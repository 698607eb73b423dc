use crate::error::{Result, VectorStoreError};
use ndarray::{Array2, Array3, ArrayView3, Axis, Ix3};
use ort::execution_providers::CPUExecutionProvider;
use ort::session::{builder::GraphOptimizationLevel, Session, SessionInputs};
use ort::value::{DynTensor, Tensor};
use std::collections::HashMap;
use std::env;
use std::fmt::Display;
use std::path::{Path, PathBuf};
use std::sync::Mutex;
use tokenizers::{Encoding, PaddingParams, PaddingStrategy, Tokenizer, TruncationParams};

pub const EMBEDDING_MODE_ENV: &str = "DATAREC_EMBEDDING_MODE";
pub const EMBEDDING_MODEL_ENV: &str = "DATAREC_EMBEDDING_MODEL";
pub const MODEL_DIR_ENV: &str = "DATAREC_MODEL_DIR";

pub const DEFAULT_MODEL_ID: &str = "all-minilm-l6-v2";
pub const EMBEDDING_DIM: usize = 384;
/// Longer inputs are truncated to this many tokens.
pub const MAX_EMBED_TOKENS: usize = 256;
const MAX_BATCH: usize = 32;

const MODEL_FILE_NAME: &str = "model.onnx";
const TOKENIZER_FILE_NAME: &str = "tokenizer.json";

/// Maps text to a fixed-dimension dense vector.
pub trait TextEmbedder: Send + Sync {
    /// One vector per input, in input order.
    fn embed_many(&self, texts: &[&str]) -> Result<Vec<Vec<f32>>>;

    fn dimension(&self) -> usize;

    fn embed(&self, text: &str) -> Result<Vec<f32>> {
        self.embed_many(&[text])?
            .pop()
            .ok_or_else(|| VectorStoreError::EmbeddingError("Empty embedding result".to_string()))
    }
}

#[derive(Copy, Clone, Debug, PartialEq, Eq)]
pub enum EmbeddingMode {
    Fast,
    Stub,
}

impl EmbeddingMode {
    pub fn parse(raw: &str) -> Result<Self> {
        match raw.trim().to_ascii_lowercase().as_str() {
            "fast" => Ok(Self::Fast),
            "stub" => Ok(Self::Stub),
            other => Err(VectorStoreError::EmbeddingError(format!(
                "Unsupported {EMBEDDING_MODE_ENV} '{other}' (expected 'fast' or 'stub')"
            ))),
        }
    }

    pub fn from_env() -> Result<Self> {
        env::var(EMBEDDING_MODE_ENV).map_or(Ok(Self::Fast), |raw| Self::parse(&raw))
    }
}

/// Only the MiniLM sentence-transformer is available; its hub name is accepted as an alias.
fn supported_model_id(raw: &str) -> Result<&'static str> {
    match raw.trim().to_ascii_lowercase().as_str() {
        "" | DEFAULT_MODEL_ID | "sentence-transformers/all-minilm-l6-v2" => Ok(DEFAULT_MODEL_ID),
        other => Err(VectorStoreError::EmbeddingError(format!(
            "Unsupported embedding model '{other}'; only {DEFAULT_MODEL_ID} is available"
        ))),
    }
}

/// `DATAREC_MODEL_DIR`, else `$XDG_CACHE_HOME/datarec/all-minilm-l6-v2` (or `~/.cache/...`).
fn model_dir_from_env() -> PathBuf {
    if let Ok(path) = env::var(MODEL_DIR_ENV) {
        return PathBuf::from(path);
    }
    let cache = env::var("XDG_CACHE_HOME").map_or_else(
        |_| {
            env::var("HOME")
                .map_or_else(|_| PathBuf::from("."), PathBuf::from)
                .join(".cache")
        },
        PathBuf::from,
    );
    cache.join("datarec").join(DEFAULT_MODEL_ID)
}

fn embedding_error<E: Display>(context: &'static str) -> impl FnOnce(E) -> VectorStoreError {
    move |err| VectorStoreError::EmbeddingError(format!("{context}: {err}"))
}

/// Token ids, attention mask and segment ids of one batch, padded to the longest row.
struct TokenBatch {
    input_ids: Array2<i64>,
    attention_mask: Array2<i64>,
    token_type_ids: Array2<i64>,
}

impl TokenBatch {
    fn from_encodings(encodings: &[Encoding]) -> Self {
        let width = encodings.iter().map(Encoding::len).max().unwrap_or(0);
        let shape = (encodings.len(), width);
        let mut batch = Self {
            input_ids: Array2::zeros(shape),
            attention_mask: Array2::zeros(shape),
            token_type_ids: Array2::zeros(shape),
        };
        for (row, encoding) in encodings.iter().enumerate() {
            let columns = encoding
                .get_ids()
                .iter()
                .zip(encoding.get_attention_mask())
                .zip(encoding.get_type_ids());
            for (col, ((&id, &mask), &type_id)) in columns.enumerate() {
                batch.input_ids[[row, col]] = i64::from(id);
                batch.attention_mask[[row, col]] = i64::from(mask);
                batch.token_type_ids[[row, col]] = i64::from(type_id);
            }
        }
        batch
    }

    fn input(&self, name: &str) -> Option<&Array2<i64>> {
        match name {
            "input_ids" => Some(&self.input_ids),
            "attention_mask" => Some(&self.attention_mask),
            "token_type_ids" => Some(&self.token_type_ids),
            _ => None,
        }
    }
}

/// MiniLM exported to ONNX: `model.onnx` and `tokenizer.json` in one directory.
struct OnnxEncoder {
    session: Mutex<Session>,
    tokenizer: Tokenizer,
}

impl OnnxEncoder {
    fn open(model_dir: &Path) -> Result<Self> {
        let model_path = model_dir.join(MODEL_FILE_NAME);
        let tokenizer_path = model_dir.join(TOKENIZER_FILE_NAME);
        if !model_path.is_file() || !tokenizer_path.is_file() {
            return Err(VectorStoreError::EmbeddingError(format!(
                "Model files are missing: expected {} and {}. Set {MODEL_DIR_ENV} or use {EMBEDDING_MODE_ENV}=stub.",
                model_path.display(),
                tokenizer_path.display(),
            )));
        }

        if !tokenizers::utils::parallelism::is_parallelism_configured() {
            tokenizers::utils::parallelism::set_parallelism(false);
        }
        let mut tokenizer = Tokenizer::from_file(&tokenizer_path)
            .map_err(embedding_error("Tokenizer load failed"))?;
        tokenizer.with_padding(Some(PaddingParams {
            strategy: PaddingStrategy::BatchLongest,
            ..PaddingParams::default()
        }));
        tokenizer
            .with_truncation(Some(TruncationParams {
                max_length: MAX_EMBED_TOKENS,
                ..TruncationParams::default()
            }))
            .map_err(embedding_error("Tokenizer truncation failed"))?;

        let session = Session::builder()
            .map_err(embedding_error("ONNX session builder failed"))?
            .with_execution_providers([CPUExecutionProvider::default().build()])
            .map_err(embedding_error("CPU execution provider failed"))?
            .with_optimization_level(GraphOptimizationLevel::Level3)
            .map_err(embedding_error("ONNX optimization level failed"))?
            .with_intra_threads(intra_threads())
            .map_err(embedding_error("ONNX thread setup failed"))?
            .commit_from_file(&model_path)
            .map_err(embedding_error("Failed to load ONNX model"))?;

        log::info!("Loaded {DEFAULT_MODEL_ID} from {}", model_dir.display());
        Ok(Self {
            session: Mutex::new(session),
            tokenizer,
        })
    }

    fn encode(&self, texts: &[&str]) -> Result<Vec<Vec<f32>>> {
        let mut vectors = Vec::with_capacity(texts.len());
        for chunk in texts.chunks(MAX_BATCH) {
            let encodings = self
                .tokenizer
                .encode_batch(chunk.to_vec(), true)
                .map_err(embedding_error("Tokenization failed"))?;
            let batch = TokenBatch::from_encodings(&encodings);
            let hidden = self.forward(&batch)?;
            for vector in mean_pool(hidden.view(), &batch.attention_mask) {
                if vector.len() != EMBEDDING_DIM {
                    return Err(VectorStoreError::InvalidDimension {
                        expected: EMBEDDING_DIM,
                        actual: vector.len(),
                    });
                }
                vectors.push(vector);
            }
        }
        Ok(vectors)
    }

    /// Token-level hidden states, `[batch, tokens, dim]`.
    fn forward(&self, batch: &TokenBatch) -> Result<Array3<f32>> {
        let mut session = self
            .session
            .lock()
            .map_err(|_| VectorStoreError::EmbeddingError("ONNX session lock poisoned".into()))?;

        let mut feed: HashMap<String, DynTensor> = HashMap::new();
        for input in &session.inputs {
            let values = batch.input(&input.name).ok_or_else(|| {
                VectorStoreError::EmbeddingError(format!("Unexpected ONNX input '{}'", input.name))
            })?;
            let tensor = Tensor::from_array(values.clone().into_dyn())
                .map_err(embedding_error("Input tensor failed"))?;
            feed.insert(input.name.clone(), tensor.upcast());
        }

        let outputs = session
            .run(SessionInputs::from(feed))
            .map_err(embedding_error("ONNX forward failed"))?;
        if outputs.len() == 0 {
            return Err(VectorStoreError::EmbeddingError(
                "ONNX returned no outputs".to_string(),
            ));
        }
        let hidden = outputs[0]
            .try_extract_array::<f32>()
            .map_err(embedding_error("Failed to decode ONNX output"))?
            .to_owned();
        hidden
            .into_dimensionality::<Ix3>()
            .map_err(embedding_error("Unexpected ONNX output shape"))
    }
}

fn intra_threads() -> usize {
    let cpus = std::thread::available_parallelism().map_or(1, |n| n.get());
    match cpus {
        0..=4 => 1,
        5..=12 => 2,
        _ => 4,
    }
}

/// Average of unmasked token states per row, L2 normalized.
fn mean_pool(hidden: ArrayView3<'_, f32>, mask: &Array2<i64>) -> Vec<Vec<f32>> {
    hidden
        .outer_iter()
        .zip(mask.outer_iter())
        .map(|(tokens, row_mask)| {
            let mut sum = vec![0.0f32; tokens.len_of(Axis(1))];
            let mut count = 0.0f32;
            for (token, &keep) in tokens.outer_iter().zip(row_mask.iter()) {
                if keep == 0 {
                    continue;
                }
                count += 1.0;
                for (acc, value) in sum.iter_mut().zip(token.iter()) {
                    *acc += value;
                }
            }
            if count > 0.0 {
                for value in &mut sum {
                    *value /= count;
                }
            }
            normalize(&mut sum);
            sum
        })
        .collect()
}

fn normalize(vec: &mut [f32]) {
    let norm = vec.iter().map(|v| v * v).sum::<f32>().sqrt();
    if norm == 0.0 {
        return;
    }
    for value in vec {
        *value /= norm;
    }
}

/// Deterministic hash-derived unit vector; blank text maps to the zero vector.
fn stub_embed(text: &str, dimension: usize) -> Vec<f32> {
    if text.trim().is_empty() {
        return vec![0.0; dimension];
    }
    let mut state =
        fnv1a_64(text.as_bytes()) ^ (dimension as u64).wrapping_mul(0x9E37_79B9_7F4A_7C15);
    let mut vec = Vec::with_capacity(dimension);
    for _ in 0..dimension {
        let bits = splitmix64(&mut state);
        let high = (bits >> 32) as u32;
        let mantissa = high >> 9;
        let unit = f32::from_bits(0x3f80_0000 | mantissa) - 1.0;
        vec.push(unit.mul_add(2.0, -1.0));
    }
    normalize(&mut vec);
    vec
}

fn fnv1a_64(bytes: &[u8]) -> u64 {
    let mut hash: u64 = 0xcbf2_9ce4_8422_2325;
    for byte in bytes {
        hash ^= u64::from(*byte);
        hash = hash.wrapping_mul(0x0000_0100_0000_01b3);
    }
    hash
}

const fn splitmix64(state: &mut u64) -> u64 {
    *state = state.wrapping_add(0x9E37_79B9_7F4A_7C15);
    let mut z = *state;
    z = (z ^ (z >> 30)).wrapping_mul(0xBF58_476D_1CE4_E5B9);
    z = (z ^ (z >> 27)).wrapping_mul(0x94D0_49BB_1331_11EB);
    z ^ (z >> 31)
}

enum EmbeddingBackend {
    Onnx(OnnxEncoder),
    Stub,
}

/// Sentence embedding model backed by ONNX Runtime, or by the hash stub.
pub struct EmbeddingModel {
    backend: EmbeddingBackend,
    dimension: usize,
}

impl EmbeddingModel {
    /// Mode, model id and model directory from `DATAREC_*` environment variables.
    pub fn from_env() -> Result<Self> {
        let model_id = env::var(EMBEDDING_MODEL_ENV).unwrap_or_default();
        Self::load(EmbeddingMode::from_env()?, &model_id, &model_dir_from_env())
    }

    pub fn load(mode: EmbeddingMode, model_id: &str, model_dir: &Path) -> Result<Self> {
        let model_id = supported_model_id(model_id)?;
        let backend = match mode {
            EmbeddingMode::Stub => {
                log::debug!("Using stub embeddings for {model_id} (dim {EMBEDDING_DIM})");
                EmbeddingBackend::Stub
            }
            EmbeddingMode::Fast => EmbeddingBackend::Onnx(OnnxEncoder::open(model_dir)?),
        };
        Ok(Self {
            backend,
            dimension: EMBEDDING_DIM,
        })
    }

    #[must_use]
    pub fn stub(dimension: usize) -> Self {
        Self {
            backend: EmbeddingBackend::Stub,
            dimension,
        }
    }
}

impl TextEmbedder for EmbeddingModel {
    fn embed_many(&self, texts: &[&str]) -> Result<Vec<Vec<f32>>> {
        if texts.is_empty() {
            return Ok(vec![]);
        }
        match &self.backend {
            EmbeddingBackend::Stub => Ok(texts
                .iter()
                .map(|text| stub_embed(text, self.dimension))
                .collect()),
            EmbeddingBackend::Onnx(encoder) => encoder.encode(texts),
        }
    }

    fn dimension(&self) -> usize {
        self.dimension
    }
}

────────────────

### Assignment
Starting from the records above, filter out all lines except those containing the word "builder".

### Task solution
use ort::session::{builder::GraphOptimizationLevel, Session, SessionInputs};
        let session = Session::builder()
            .map_err(embedding_error("ONNX session builder failed"))?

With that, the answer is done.